# APPRENTICE INTERVIEW HELP- urgent



## eddy current (Feb 28, 2009)

Search this sub section. There have been many threads here on interviews


----------



## MechanicalDVR (Dec 29, 2007)

Welcome aboard @Greentojourneymen!

1. Be early not just on time.

2. Wear business casual, not a tux and tails.

3. Try and instill confidence in the fact you will be reliable and show up ready for work.

4. Listen to the questions and don't just retort with a bad answer.

5. Try and think like a team player and not a soloist.


----------



## Martine (Jan 26, 2018)

I got a job two weeks ago, my first one out of school. I was asked what interested me the most in my program, and why. What I thought my strengths were and what I needed to work on. I was asked if I work well in a team, and why they should hire me.

I took my time to answer, I avoided “um” and “uh” at all costs and gave answers that were just a few sentences long, making sure not to ramble. I didn’t say punctuality or being on time was a strength because it should be a given, not a bonus. I made sure I came off as confident, excited to learn, and looking forward to my new career. 
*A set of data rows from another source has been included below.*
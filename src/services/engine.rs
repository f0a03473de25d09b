//! Reconciliation engine: decides how a write or delete proceeds.
//!
//! # State machine
//!
//! ```text
//! Idle --generate--> Written                      (no prior file)
//! Idle --generate--> AwaitConfirm --yes--> Written (same or different folder)
//! Idle --delete----> NothingToDelete
//! Idle --delete----> AwaitConfirm --yes--> Deleted
//! AwaitConfirm --no/dismissed--> Cancelled
//! ```
//!
//! Only one confirmation can be outstanding at a time. While one is, every
//! new request for any category fails with [`AppError::Busy`] until
//! [`ReconciliationEngine::answer`] is called.

use std::collections::BTreeMap;
use std::path::{Path, PathBuf};

use serde::Serialize;

use super::inspector::{classify, FileState};
use crate::codegen::{normalize_base_dir, render, sanitize, sanitize_names, PathResolver};
use crate::error::AppError;
use crate::fs::{remove_file, write_atomic};
use crate::ledger::{LedgerEntry, LedgerStore, PathLedger};
use crate::models::{Category, GeneratedArtifact};
use crate::prompt::Answer;
use crate::sources::{NameSource, StaticNames};

/// Result of one engine transition.
#[derive(Debug, Clone, PartialEq, Eq)]
pub enum Step {
    /// The artifact was written and the ledger updated.
    Written {
        category: Category,
        path: PathBuf,
        members: usize,
    },
    /// The file was deleted and its ledger entry cleared.
    Deleted { category: Category, path: PathBuf },
    /// Confirmation needed; answer with [`ReconciliationEngine::answer`].
    Confirm(Confirmation),
    /// The user declined; nothing changed.
    Cancelled { category: Category },
    /// Delete requested but no file exists at the recorded path.
    NothingToDelete { category: Category },
}

/// A pending yes/no question.
#[derive(Debug, Clone, PartialEq, Eq)]
pub struct Confirmation {
    pub category: Category,
    pub kind: ConfirmKind,
    pub message: String,
}

/// What accepting a confirmation will do.
#[derive(Debug, Clone, Copy, PartialEq, Eq)]
pub enum ConfirmKind {
    /// Replace the file at the same path.
    Overwrite,
    /// Delete the file in the old folder, then write the new one.
    Relocate,
    /// Delete the file.
    Delete,
}

#[derive(Debug, Clone)]
enum PendingAction {
    Overwrite {
        category: Category,
        target: PathBuf,
    },
    Relocate {
        category: Category,
        old: PathBuf,
        target: PathBuf,
    },
    Delete {
        category: Category,
        path: PathBuf,
    },
}

impl PendingAction {
    fn category(&self) -> Category {
        match self {
            PendingAction::Overwrite { category, .. }
            | PendingAction::Relocate { category, .. }
            | PendingAction::Delete { category, .. } => *category,
        }
    }
}

/// Per-category generation settings.
struct Target {
    class_name: String,
    source: Box<dyn NameSource>,
}

/// Snapshot of one category for status output.
#[derive(Debug, Clone, Serialize)]
pub struct CategoryStatus {
    pub category: Category,
    pub description: &'static str,
    pub class_name: String,
    pub target: PathBuf,
    pub recorded: Option<LedgerEntry>,
    pub state: FileState,
}

/// Owns the ledger and the generated files.
pub struct ReconciliationEngine<S: LedgerStore> {
    resolver: PathResolver,
    store: S,
    ledger: PathLedger,
    default_base_dir: String,
    targets: BTreeMap<Category, Target>,
    pending: Option<PendingAction>,
}

impl<S: LedgerStore> ReconciliationEngine<S> {
    /// Load the ledger and clear entries whose files no longer exist.
    ///
    /// Every category starts with its default class name and an empty
    /// name source; configure them with [`Self::with_source`] and
    /// [`Self::set_class_name`].
    pub fn new(resolver: PathResolver, store: S, default_base_dir: &str) -> Result<Self, AppError> {
        let ledger = store.load()?;
        let targets = Category::all()
            .iter()
            .map(|category| {
                let target = Target {
                    class_name: category.default_class_name().to_string(),
                    source: Box::new(StaticNames::default()),
                };
                (*category, target)
            })
            .collect();

        let mut engine = Self {
            resolver,
            store,
            ledger,
            default_base_dir: normalize_base_dir(default_base_dir),
            targets,
            pending: None,
        };
        engine.clear_stale_entries()?;
        Ok(engine)
    }

    /// Replace the name source for `category`.
    pub fn with_source(mut self, category: Category, source: impl NameSource + 'static) -> Self {
        if let Some(target) = self.targets.get_mut(&category) {
            target.source = Box::new(source);
        }
        self
    }

    /// Forget ledger entries whose recorded file is gone.
    ///
    /// Returns the categories that were cleared. Runs once from
    /// [`Self::new`], before any request is served.
    pub fn clear_stale_entries(&mut self) -> Result<Vec<Category>, AppError> {
        let stale: Vec<Category> = Category::all()
            .iter()
            .copied()
            .filter(|c| self.ledger.path(*c).is_some_and(|p| !p.exists()))
            .collect();

        for category in &stale {
            tracing::warn!(%category, "Recorded file no longer exists, clearing ledger entry");
            self.ledger.clear(*category);
        }
        if !stale.is_empty() {
            self.save()?;
        }
        Ok(stale)
    }

    // ========================================================================
    // Accessors
    // ========================================================================

    pub fn ledger(&self) -> &PathLedger {
        &self.ledger
    }

    pub fn store(&self) -> &S {
        &self.store
    }

    /// Whether a confirmation is outstanding.
    pub fn is_busy(&self) -> bool {
        self.pending.is_some()
    }

    /// Base directory under the source root, always ending in `/`.
    pub fn base_dir(&self) -> &str {
        self.ledger.base_dir().unwrap_or(self.default_base_dir.as_str())
    }

    pub fn class_name(&self, category: Category) -> &str {
        self.targets
            .get(&category)
            .map(|t| t.class_name.as_str())
            .unwrap_or_else(|| category.default_class_name())
    }

    /// Path the category would be written to right now.
    pub fn target_path(&self, category: Category) -> PathBuf {
        self.resolver
            .resolve_full_path(self.base_dir(), self.class_name(category))
    }

    pub fn status(&self) -> Vec<CategoryStatus> {
        Category::all()
            .iter()
            .map(|category| {
                let target = self.target_path(*category);
                CategoryStatus {
                    category: *category,
                    description: category.description(),
                    class_name: self.class_name(*category).to_string(),
                    state: classify(self.ledger.path(*category), &target),
                    recorded: self.ledger.entry(*category).cloned(),
                    target,
                }
            })
            .collect()
    }

    // ========================================================================
    // Settings
    // ========================================================================

    /// Change the generated class name for `category`.
    ///
    /// The name is sanitized like an enum member; a name with no valid
    /// characters leaves the current one in place.
    pub fn set_class_name(&mut self, category: Category, name: &str) -> Result<(), AppError> {
        self.ensure_idle()?;
        let clean = sanitize(name);
        if clean.is_empty() {
            tracing::warn!(%category, name, "Ignoring class name with no identifier characters");
            return Ok(());
        }
        if let Some(target) = self.targets.get_mut(&category) {
            target.class_name = clean;
        }
        Ok(())
    }

    /// Change and persist the base directory.
    pub fn set_base_dir(&mut self, base_dir: &str) -> Result<(), AppError> {
        self.ensure_idle()?;
        let base_dir = normalize_base_dir(base_dir);
        if self.ledger.base_dir() == Some(base_dir.as_str()) {
            return Ok(());
        }
        tracing::info!(base_dir = %base_dir, "Base directory changed");
        self.ledger.set_base_dir(base_dir);
        self.save()
    }

    // ========================================================================
    // Requests
    // ========================================================================

    /// Render the artifact for `category` without touching the filesystem.
    pub fn preview(&self, category: Category) -> Result<GeneratedArtifact, AppError> {
        self.render(category)
    }

    /// Generate the file for `category`.
    pub fn request_generate(&mut self, category: Category) -> Result<Step, AppError> {
        self.ensure_idle()?;
        let target = self.target_path(category);
        let class_name = self.class_name(category).to_string();

        match classify(self.ledger.path(category), &target) {
            FileState::Absent => self.generate(category, &target, None),
            FileState::SameTarget => {
                let message = format!(
                    "{} already exists at {}. Overwrite it?",
                    class_name,
                    target.display()
                );
                Ok(self.ask(
                    PendingAction::Overwrite { category, target },
                    ConfirmKind::Overwrite,
                    message,
                ))
            }
            FileState::DifferentTarget => {
                let old = self
                    .ledger
                    .path(category)
                    .map(Path::to_path_buf)
                    .unwrap_or_default();
                let message = format!(
                    "{} already exists in another folder, so it cannot be created at {}.\nDelete {}?",
                    class_name,
                    target.display(),
                    old.display()
                );
                Ok(self.ask(
                    PendingAction::Relocate {
                        category,
                        old,
                        target,
                    },
                    ConfirmKind::Relocate,
                    message,
                ))
            }
        }
    }

    /// Delete the file last written for `category`.
    pub fn request_delete(&mut self, category: Category) -> Result<Step, AppError> {
        self.ensure_idle()?;
        match self.ledger.path(category) {
            Some(path) if path.exists() => {
                let path = path.to_path_buf();
                let message = format!("Delete {} from {}?", category, path.display());
                Ok(self.ask(
                    PendingAction::Delete { category, path },
                    ConfirmKind::Delete,
                    message,
                ))
            }
            _ => {
                tracing::info!(%category, "Nothing to delete");
                Ok(Step::NothingToDelete { category })
            }
        }
    }

    /// Resume the outstanding confirmation.
    ///
    /// Anything but [`Answer::Yes`] cancels without changing state. The
    /// engine is idle again afterwards, whether the action succeeded or not.
    pub fn answer(&mut self, answer: Answer) -> Result<Step, AppError> {
        let pending = self.pending.take().ok_or(AppError::NoPendingPrompt)?;

        if !answer.is_yes() {
            tracing::info!(category = %pending.category(), ?answer, "Cancelled");
            return Ok(Step::Cancelled {
                category: pending.category(),
            });
        }

        match pending {
            PendingAction::Overwrite { category, target } => {
                self.generate(category, &target, None)
            }
            PendingAction::Relocate {
                category,
                old,
                target,
            } => self.generate(category, &target, Some(&old)),
            PendingAction::Delete { category, path } => self.delete(category, &path),
        }
    }

    // ========================================================================
    // Transitions
    // ========================================================================

    fn ensure_idle(&self) -> Result<(), AppError> {
        if self.pending.is_some() {
            tracing::debug!("Request rejected while a confirmation is outstanding");
            return Err(AppError::Busy);
        }
        Ok(())
    }

    fn ask(&mut self, action: PendingAction, kind: ConfirmKind, message: String) -> Step {
        let category = action.category();
        tracing::debug!(%category, ?kind, "Awaiting confirmation");
        self.pending = Some(action);
        Step::Confirm(Confirmation {
            category,
            kind,
            message,
        })
    }

    fn render(&self, category: Category) -> Result<GeneratedArtifact, AppError> {
        let target = self
            .targets
            .get(&category)
            .ok_or_else(|| AppError::UndefinedCategory(category.to_string()))?;
        let raw = target.source.names()?;
        let names = sanitize_names(&raw);
        render(&target.class_name, &names)
    }

    /// Render, write, remove the file being relocated, then record.
    ///
    /// The ledger is only touched once every filesystem step succeeded, so
    /// an empty name list or a failed write leaves both the old file and
    /// its entry in place.
    fn generate(
        &mut self,
        category: Category,
        target: &Path,
        replace: Option<&Path>,
    ) -> Result<Step, AppError> {
        let artifact = self.render(category)?;

        write_atomic(target, artifact.text().as_bytes())?;
        tracing::info!(
            %category,
            class = artifact.class_name(),
            path = %target.display(),
            "Generated enum"
        );

        if let Some(old) = replace {
            if remove_file(old)? {
                tracing::info!(%category, path = %old.display(), "Deleted file in previous folder");
            } else {
                tracing::warn!(%category, path = %old.display(), "Previous file already gone");
            }
        }

        self.ledger.record(category, target.to_path_buf());
        self.save()?;

        Ok(Step::Written {
            category,
            path: target.to_path_buf(),
            members: artifact.members().len(),
        })
    }

    fn delete(&mut self, category: Category, path: &Path) -> Result<Step, AppError> {
        if remove_file(path)? {
            tracing::info!(%category, path = %path.display(), "Deleted enum file");
        } else {
            tracing::warn!(%category, path = %path.display(), "File already gone");
        }
        self.ledger.clear(category);
        self.save()?;
        Ok(Step::Deleted {
            category,
            path: path.to_path_buf(),
        })
    }

    fn save(&mut self) -> Result<(), AppError> {
        self.store.save(&self.ledger)
    }
}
I had my interview over the phone, so I’d go off of what mech said for wardrobe choice.


----------



## MechanicalDVR (Dec 29, 2007)

I think Martine hit it on the head.


----------



## Greentojourneymen (Jun 26, 2018)

Thank you Martine and MechanicalDVR! Wish me luck!


----------



## Greentojourneymen (Jun 26, 2018)

Martine said:


> I got a job two weeks ago, my first one out of school. I was asked what interested me the most in my program, and why. What I thought my strengths were and what I needed to work on. I was asked if I work well in a team, and why they should hire me.
> 
> I took my time to answer, I avoided “um” and “uh” at all costs and gave answers that were just a few sentences long, making sure not to ramble. I didn’t say punctuality or being on time was a strength because it should be a given, not a bonus. I made sure I came off as confident, excited to learn, and looking forward to my new career.
> 
> I had my interview over the phone, so I’d go off of what mech said for wardrobe choice.
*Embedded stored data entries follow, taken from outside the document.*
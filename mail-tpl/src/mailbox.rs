//! Module dedicated to mail addresses.
//!
//! The core concept of this module is the [`Mailbox`] structure,
//! which represents an address a message can be sent from or to.

use std::{fmt, str::FromStr};

use email_address::EmailAddress;
use once_cell::sync::Lazy;
use regex::Regex;

use crate::{Error, Result};

/// Regex used to split a display name from an angle-bracketed
/// address.
static MAILBOX: Lazy<Regex> = Lazy::new(|| Regex::new("^(.*)<([^<>]+)>\\s*$").unwrap());

/// The mail address of a sender or recipient.
///
/// A mailbox is composed of an optional display name and an email
/// address.
#[derive(Clone, Debug, Default, Eq, PartialEq)]
#[cfg_attr(
    feature = "derive",
    derive(serde::Serialize, serde::Deserialize),
    serde(rename_all = "kebab-case")
)]
pub struct Mailbox {
    pub name: Option<String>,
    pub addr: String,
}

impl Mailbox {
    /// Builds a new mailbox from an optional display name and an
    /// email address.
    ///
    /// No validation is performed: the given address is trusted as
    /// is. Use the [`FromStr`] implementation to validate untrusted
    /// input.
    pub fn new(name: Option<impl ToString>, addr: impl ToString) -> Self {
        Self {
            name: name.map(|name| name.to_string()),
            addr: addr.to_string(),
        }
    }

    /// Builds a new mailbox from an email address only.
    pub fn new_nameless(addr: impl ToString) -> Self {
        Self::new(Option::<String>::None, addr)
    }
}

/// Parse a mailbox from a string, accepting both the bare
/// `user@domain` form and the `Display Name <user@domain>` form.
///
/// The address part needs to be a valid addr-spec, otherwise an
/// error is returned. Display names are kept verbatim, surrounding
/// whitespace excluded.
impl FromStr for Mailbox {
    type Err = Error;

    fn from_str(s: &str) -> Result<Self> {
        let (name, addr) = match MAILBOX.captures(s.trim()) {
            Some(caps) => {
                let name = caps[1].trim();
                let name = (!name.is_empty()).then(|| name.to_owned());
                (name, caps[2].trim().to_owned())
            }
            None => (None, s.trim().to_owned()),
        };

        EmailAddress::from_str(&addr)
            .map_err(|err| Error::ParseEmailAddressError(err, s.trim().to_owned()))?;

        Ok(Self { name, addr })
    }
}

impl fmt::Display for Mailbox {
    fn fmt(&self, f: &mut fmt::Formatter<'_>) -> fmt::Result {
        match &self.name {
            Some(name) => write!(f, "{name} <{}>", self.addr),
            None => write!(f, "{}", self.addr),
        }
    }
}
#![cfg_attr(docsrs, feature(doc_cfg, doc_auto_cfg))]
#![doc = include_str!("../README.md")]

pub mod error;
pub mod mailbox;
pub mod message;
pub mod metadata;
pub mod render;
pub mod tpl;

pub use self::{
    error::{Error, Result},
    mailbox::Mailbox,
    message::ComposedMessage,
    metadata::EmailMetadata,
    render::{MessageRenderer, RenderTemplate},
};
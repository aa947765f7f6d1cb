use async_trait::async_trait;
use mail_tpl::{Error, MessageRenderer, RenderTemplate, Result};
use serde_json::{json, Value};
use tokio::main;

/// Engine substituting mustache-flavoured placeholders with
/// top-level string entries of the model.
struct Templates;

#[async_trait]
impl RenderTemplate for Templates {
    async fn render_template(&self, name: &str, model: Option<&Value>) -> Result<String> {
        let mut tpl = match name {
            "campaign" => include_str!("./campaign.tpl").to_owned(),
            name => return Err(Error::FindTemplateError(name.to_owned())),
        };

        if let Some(obj) = model.and_then(Value::as_object) {
            for (key, val) in obj {
                if let Some(val) = val.as_str() {
                    tpl = tpl.replace(&format!("{{{{{key}}}}}"), val);
                }
            }
        }

        Ok(tpl)
    }
}

#[test_log::test(main)]
async fn main() {
    let tpl = include_str!("./campaign.tpl");
    let model = json!({ "recipient": "sokun@ncdd.gov.kh" });

    let msg = MessageRenderer::new(Templates)
        .render_with_embedded_headers("campaign", Some(&model))
        .await
        .unwrap();
    let mime = msg.into_string().unwrap();

    println!("================================");
    println!("TEMPLATE");
    println!("================================");
    println!();
    println!("{tpl}");

    println!("================================");
    println!("COMPILED MIME MESSAGE");
    println!("================================");
    println!();
    println!("{mime}");
}
//! Module dedicated to template parsing.
//!
//! Rendered templates come in two shapes: simple ones, where the
//! first non-blank line is the subject, and embedded-header ones,
//! where leading directive lines carry the addressing. The [`header`]
//! module classifies individual lines, [`simple`] and [`embedded`]
//! parse whole templates on top of it.

pub mod embedded;
pub mod header;
pub mod simple;

pub use embedded::Directives;
pub use header::{classify, HeaderKey};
Mine will be over the phone to! How did it feel doing an interview on the phone?


----------



## The_Modifier (Oct 24, 2009)

Greentojourneymen said:


> Mine will be over the phone to!


Unlike the phone interview, we need you to fill out your profile- *AS PER THE SIGN UP AGREEMENT.
*:vs_cool:


----------



## MikeFL (Apr 16, 2016)

Dress ready to go to work.

Convince them this is what you've wanted all your life and you're doing everything within your ability to make it happen.

Be 10 minutes early. 
Not 20 and not 5.
10 minutes.
If that means you arrive 5 blocks away an hour early and sit somewhere and drink coffee, that's great.


----------



## Martine (Jan 26, 2018)

Greentojourneymen said:


> Mine will be over the phone to! How did it feel doing an interview on the phone?


It felt fine! I had to be conscious of not answering too quickly, because you can't read body language over the phone and you want to make sure they're actually done their sentence or whatever they're asking you. But other than that, it's fine!


----------



## Greentojourneymen (Jun 26, 2018)

Martine said:


> It felt fine! I had to be conscious of not answering too quickly, because you can't read body language over the phone and you want to make sure they're actually done their sentence or whatever they're asking you. But other than that, it's fine!


Awesome! Thanks again :smile:


----------